This Daffiness Bugs Me
by Scott Bieser
Special to The Libertarian Enterprise
In the fallout from the Columbine High School massacre, as people
either seek something to blame for this tragedy, or cynically use it
to advance their own agendas, the debate begins to resemble an old
Warner Brothers cartoon.
This cartoon features Elmer Fudd in his usual role of Goofball
Hunter. His prey are now both Bugs Bunny and Daffy Duck, each
spending five slapstick-filled minutes competing to see who can
maneuver Fudd into shooting the other. Bugs, being slicker, usually
wins, although sometimes Daffy has his minor victories as well.
The plot of this depends on the audience NOT asking one or two
impertinent questions: 1) Why don't the rabbit and duck unite against
their common enemy, and more easily evade the hunter or get rid of
him altogether? and 2) Why doesn't Fudd just ignore the silly
shenanigans and shoot both of them?
In the real world, we have two camps each trying to maneuver Elmer
Clinton (and his pal Foghorn Congress) into fragging the other guy.
On one side the entertainment companies, and computer game companies
in particular, find themselves in Elmer's crosshairs because "violent
media" are supposedly desensitizing kids and training them to kill.
On the other side, gun rights supporters are getting blasted for
supporting the "proliferation" of guns and blocking gun control
So each camp, to avoid taking damage, points to the other guy: "Don't
shoot me, shoot him!" If this were really a Warner Brothers cartoon,
we could hope that Clinton and the Congress would become so
hopelessly befuddled that they give up the hunt. But Kenneth Starr
has already shown us that Elmer Clinton is much more clever and
tenacious than Elmer Fudd.
Most people in the entertainment business are not gun owners, and
most gun owners are not in the entertainment business. But some of us
are. I am a member of both the Academy of Interactive Arts and
Sciences, a computer game industry group, and Gun Owners of America,
an uncompromising gun rights group. I like to create games and shoot
guns. And I don't like seeing my friends and colleagues in each camp
trying to make human sacrifices out of the other camp.

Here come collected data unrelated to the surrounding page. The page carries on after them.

//! Configuration validation rules.
//!
//! Each rule checks one field and returns the first failure. The client runs
//! them in order: base URL, organization, bearer token, transport.

use crate::errors::ClientError;
use crate::transport::HttpTransport;
use jsonwebtoken::{decode, decode_header, DecodingKey, Validation};
use serde_json::{Map, Value};
use url::Url;
use uuid::{Uuid, Variant};

/// Validates that the base URL is present and is an absolute https URL.
///
/// Only `None` counts as missing; an empty string is an invalid URL.
pub fn validate_base_url(base_url: Option<&str>) -> Result<Url, ClientError> {
    let base_url = base_url
        .ok_or_else(|| ClientError::required("baseUrl is a required configuration property"))?;

    let invalid = || ClientError::invalid("baseUrl is invalid, it must be a valid https URL");

    let url = Url::parse(base_url).map_err(|e| invalid().with_cause(e))?;
    if url.scheme() != "https" || url.host_str().map_or(true, str::is_empty) {
        return Err(invalid());
    }
    Ok(url)
}

/// Validates that the organization is present and is an RFC 4122 UUID
pub fn validate_org_id(org_id: Option<&str>) -> Result<Uuid, ClientError> {
    let org_id = org_id
        .ok_or_else(|| ClientError::required("orgId is a required configuration property"))?;

    let invalid = || ClientError::invalid("orgId is invalid, it must be a uuid");

    // Only the hyphenated form is accepted; `Uuid::parse_str` also takes
    // simple, braced and urn forms.
    if org_id.len() != 36 {
        return Err(invalid());
    }

    let uuid = Uuid::parse_str(org_id).map_err(|e| invalid().with_cause(e))?;
    if uuid.is_nil() {
        return Ok(uuid);
    }

    let version_ok = matches!(uuid.get_version_num(), 1..=5);
    if !version_ok || uuid.get_variant() != Variant::RFC4122 {
        return Err(invalid());
    }
    Ok(uuid)
}

/// Validates that the bearer token is present and is a structurally valid JWT.
///
/// The signature is not verified.
pub fn validate_bearer_token(token: Option<&str>) -> Result<&str, ClientError> {
    let token = token
        .ok_or_else(|| ClientError::required("bearer is a required configuration property"))?;

    decode_jwt(token)
        .map_err(|e| ClientError::invalid_with_cause("bearer is invalid, it must be a JWT", e))?;
    Ok(token)
}

/// Validates that a caller-supplied transport has every required capability
pub fn validate_transport(transport: &dyn HttpTransport) -> Result<(), ClientError> {
    let capabilities = transport.capabilities();
    if capabilities.is_complete() && transport.interceptors().is_some() {
        return Ok(());
    }

    let mut missing = capabilities.missing();
    if transport.interceptors().is_none() && !missing.contains(&"interceptors") {
        missing.push("interceptors");
    }

    Err(ClientError::invalid(format!(
        "transport is invalid, it must support create, request and interceptors (missing: {})",
        missing.join(", ")
    )))
}

/// Decode header and claims without checking the signature or any claim.
fn decode_jwt(token: &str) -> Result<(), jsonwebtoken::errors::Error> {
    let header = decode_header(token)?;

    let mut validation = Validation::new(header.alg);
    validation.insecure_disable_signature_validation();
    validation.validate_exp = false;
    validation.validate_aud = false;
    validation.required_spec_claims.clear();

    decode::<Map<String, Value>>(token, &DecodingKey::from_secret(&[]), &validation)?;
    Ok(())
}
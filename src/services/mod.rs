//! Percipio service operation groups.
//!
//! Each group borrows a [`crate::RequestExecutor`] and maps its operations to fixed
//! resource templates. Caller options are reduced to headers and transport
//! options before use; the operation supplies the method, resource,
//! placeholders, query and body.

mod common_services;
mod content_discovery;
mod reporting;
mod user_management;

pub use common_services::*;
pub use content_discovery::*;
pub use reporting::*;
pub use user_management::*;

use crate::client::RequestOptions;
use crate::errors::ClientError;
use serde::{Deserialize, Serialize};
use serde_json::{Map, Value};

/// Offset/max paging parameters
#[derive(Debug, Clone, Copy, PartialEq, Eq, Serialize, Deserialize)]
pub struct PageParams {
    /// Number of items to skip
    pub offset: u32,
    /// Maximum number of items to return
    pub max: u32,
}

impl Default for PageParams {
    fn default() -> Self {
        Self {
            offset: 0,
            max: 1000,
        }
    }
}

/// Serialize typed parameters into a query map
pub(crate) fn to_query_map<T: Serialize>(params: &T) -> Result<Map<String, Value>, ClientError> {
    match serde_json::to_value(params) {
        Ok(Value::Object(map)) => Ok(map),
        Ok(_) => Err(ClientError::generic("query parameters must serialize to an object")),
        Err(e) => {
            Err(ClientError::generic("query parameters could not be serialized").with_cause(e))
        }
    }
}

/// Options for a service operation: the caller's headers and transport
/// options on top of a fixed resource
pub(crate) fn operation(resource: &str, options: RequestOptions) -> RequestOptions {
    options.passthrough().resource(resource)
}
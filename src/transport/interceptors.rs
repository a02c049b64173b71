//! Request and response interceptors.
//!
//! Interceptors run in registration order. Request interceptors may refuse a
//! request; response interceptors only run for responses the transport
//! accepts, so rejected requests carry no data added here.

use super::{ResponseEnvelope, SentAt, Timings, TransportRequest};
use crate::errors::TransportResult;
use chrono::Duration as ChronoDuration;
use parking_lot::RwLock;
use std::sync::atomic::{AtomicU64, Ordering};
use std::sync::Arc;
use tracing::trace;
use uuid::Uuid;

/// Hook run before a request is sent
pub trait RequestInterceptor: Send + Sync {
    /// Inspect or modify the outgoing request
    fn on_request(&self, request: &mut TransportRequest) -> TransportResult<()>;
}

/// Hook run after a successful response is received
pub trait ResponseInterceptor: Send + Sync {
    /// Inspect or modify the response
    fn on_response(&self, request: &TransportRequest, response: &mut ResponseEnvelope);
}

/// Handle returned on registration, used to eject an interceptor
#[derive(Debug, Clone, Copy, PartialEq, Eq, Hash)]
pub struct InterceptorId(u64);

/// Registry of interceptors attached to a transport
#[derive(Default)]
pub struct Interceptors {
    request: RwLock<Vec<(InterceptorId, Arc<dyn RequestInterceptor>)>>,
    response: RwLock<Vec<(InterceptorId, Arc<dyn ResponseInterceptor>)>>,
    next_id: AtomicU64,
}

impl Interceptors {
    /// Create an empty registry
    pub fn new() -> Self {
        Self::default()
    }

    /// Create a registry with the timing interceptor installed
    pub fn with_timing() -> Self {
        let interceptors = Self::new();
        interceptors.install_timing();
        interceptors
    }

    /// Install [`TimingInterceptor`] on both sides
    pub fn install_timing(&self) -> (InterceptorId, InterceptorId) {
        let timing = Arc::new(TimingInterceptor);
        (self.add_request(timing.clone()), self.add_response(timing))
    }

    fn next(&self) -> InterceptorId {
        InterceptorId(self.next_id.fetch_add(1, Ordering::Relaxed))
    }

    /// Register a request interceptor
    pub fn add_request(&self, interceptor: Arc<dyn RequestInterceptor>) -> InterceptorId {
        let id = self.next();
        self.request.write().push((id, interceptor));
        id
    }

    /// Register a response interceptor
    pub fn add_response(&self, interceptor: Arc<dyn ResponseInterceptor>) -> InterceptorId {
        let id = self.next();
        self.response.write().push((id, interceptor));
        id
    }

    /// Remove an interceptor; returns false if the id is unknown
    pub fn eject(&self, id: InterceptorId) -> bool {
        let mut request = self.request.write();
        if let Some(pos) = request.iter().position(|(i, _)| *i == id) {
            request.remove(pos);
            return true;
        }
        drop(request);

        let mut response = self.response.write();
        if let Some(pos) = response.iter().position(|(i, _)| *i == id) {
            response.remove(pos);
            return true;
        }
        false
    }

    /// Number of registered request interceptors
    pub fn request_count(&self) -> usize {
        self.request.read().len()
    }

    /// Number of registered response interceptors
    pub fn response_count(&self) -> usize {
        self.response.read().len()
    }

    /// Run request interceptors in order, stopping at the first failure
    pub fn apply_request(&self, request: &mut TransportRequest) -> TransportResult<()> {
        let chain: Vec<_> = self.request.read().iter().map(|(_, i)| i.clone()).collect();
        for interceptor in chain {
            interceptor.on_request(request)?;
        }
        Ok(())
    }

    /// Run response interceptors in order
    pub fn apply_response(&self, request: &TransportRequest, response: &mut ResponseEnvelope) {
        let chain: Vec<_> = self.response.read().iter().map(|(_, i)| i.clone()).collect();
        for interceptor in chain {
            interceptor.on_response(request, response);
        }
    }
}

impl std::fmt::Debug for Interceptors {
    fn fmt(&self, f: &mut std::fmt::Formatter<'_>) -> std::fmt::Result {
        f.debug_struct("Interceptors")
            .field("request", &self.request_count())
            .field("response", &self.response_count())
            .finish()
    }
}

/// Stamps send/receive times and assigns correlation IDs.
///
/// Durations come from the monotonic clock, never from server timestamps.
#[derive(Debug, Clone, Copy, Default)]
pub struct TimingInterceptor;

impl RequestInterceptor for TimingInterceptor {
    fn on_request(&self, request: &mut TransportRequest) -> TransportResult<()> {
        request.sent_at = Some(SentAt::now());
        if request.correlation_id.is_none() {
            request.correlation_id = Some(Uuid::new_v4());
        }
        Ok(())
    }
}

impl ResponseInterceptor for TimingInterceptor {
    fn on_response(&self, request: &TransportRequest, response: &mut ResponseEnvelope) {
        let Some(sent_at) = request.sent_at else {
            return;
        };

        let elapsed = sent_at.instant.elapsed();
        let received = ChronoDuration::from_std(elapsed)
            .ok()
            .and_then(|d| sent_at.wall.checked_add_signed(d))
            .unwrap_or(sent_at.wall);

        let timings = Timings {
            sent: sent_at.wall,
            received,
            duration_ms: u64::try_from(elapsed.as_millis()).unwrap_or(u64::MAX),
        };

        trace!(
            correlation_id = ?request.correlation_id,
            duration_ms = timings.duration_ms,
            "Response timed"
        );

        response.timings = Some(timings);
        response.correlation_id = request.correlation_id;
    }
}
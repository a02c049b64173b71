//! Percipio API Client
//!
//! Client for the Percipio learning-content REST API with:
//! - Configuration validated once, at construction
//! - Resource templates with `{placeholder}` substitution (`orgId` is always
//!   the configured organization)
//! - Per-request timing and correlation IDs on the default transport
//! - Typed operation groups for Common Services, Content Discovery,
//!   Reporting and User Management
//!
//! # Quick Start
//!
//! ```rust,no_run
//! use percipio_client::{RequestExecutor, RequestOptions};
//!
//! #[tokio::main]
//! async fn main() -> Result<(), Box<dyn std::error::Error>> {
//!     let client = percipio_client::create_client_from_env()?;
//!
//!     let response = client
//!         .get(RequestOptions::for_resource("/common/v1/organizations/{orgId}/collections"))
//!         .await?;
//!
//!     if let Some(timings) = response.timings {
//!         println!("{} in {}ms", response.status, timings.duration_ms);
//!     }
//!     Ok(())
//! }
//! ```
//!
//! # Features
//!
//! - `rustls` - TLS via rustls (default)
//! - `native-tls` - TLS via the platform library

#![warn(missing_docs)]
#![warn(rustdoc::missing_crate_level_docs)]

// Core modules
pub mod client;
pub mod config;
pub mod errors;
pub mod transport;

// Services
pub mod services;

// Observability
pub mod observability;

// Testing utilities
pub mod fixtures;
pub mod mocks;

// Tests
#[cfg(test)]
mod tests;

// Re-exports for convenience
pub use client::{PercipioClient, RequestExecutor, RequestOptions};
pub use config::{ClientConfig, ClientConfigBuilder, TransportSettings};
pub use errors::{
    is_client_error, ClientError, ClientErrorKind, ClientErrorMarker, PercipioError,
    PercipioResult, TransportError,
};
pub use transport::{HttpTransport, ResponseEnvelope, Timings, TransportOptions};

/// Create a Percipio client with the given configuration
pub fn create_client(config: ClientConfig) -> Result<PercipioClient, ClientError> {
    PercipioClient::new(config)
}

/// Create a Percipio client from environment variables
///
/// Reads:
/// - `PERCIPIO_BASE_URL` - API base URL (https)
/// - `PERCIPIO_ORG_ID` - Organization UUID
/// - `PERCIPIO_BEARER_TOKEN` - Service account bearer token (JWT)
/// - `PERCIPIO_TIMEOUT` - Request timeout in seconds (optional)
pub fn create_client_from_env() -> Result<PercipioClient, ClientError> {
    create_client(ClientConfig::from_env())
}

The charge against media companies and the charge against guns are
both based on the same wrong idea: that people have no real minds of
their own, but simply react to whatever stimulus is in the current
environment. Or put another way, that we shouldn't and can't expect
people, especially 18-year-olds, to know right from wrong.
Once a game company spokesman fingers guns as the problem, then he
agrees that people can't be expected to make proper moral choices,
such as not murdering one's associates. And therefore, the state gets
a green light to regulate or prohibit anything that might seduce
these foolish people into making the wrong moral choices, scary guns,
seductive movies, and violent games included.
When a gun rights spokesman points to violent video games as the
problem, he agrees that people are soft, malleable vessels who can be
easily twisted by entertainment into murderous monsters. Now, who
would want to let such mindless creatures own guns?
The bottom line is, if we unleash the government on guns today,
they'll come after our entertainment later. And if we send the goons
after "evil" entertainment, then our arguments against their taking
our guns later will be laughable.
It's time for us to stop playing Bugs' and Daffy's game. There's
plenty of room in Elmer Clinton's meat freezer and no real reason he
can't draw a bead on both guns and games, while we stand around like
silly cartoon characters pointing fingers at one another. Instead,
gamers and shooters should stand together under the banner of free
will and the Bill of Rights, and send Elmer back to Little Rock
Scott Bieser is art director for a major computer game developer and
publisher in Southern California. And he'll pay good money for used
copies of L. Neil Smith's out-of-print novels.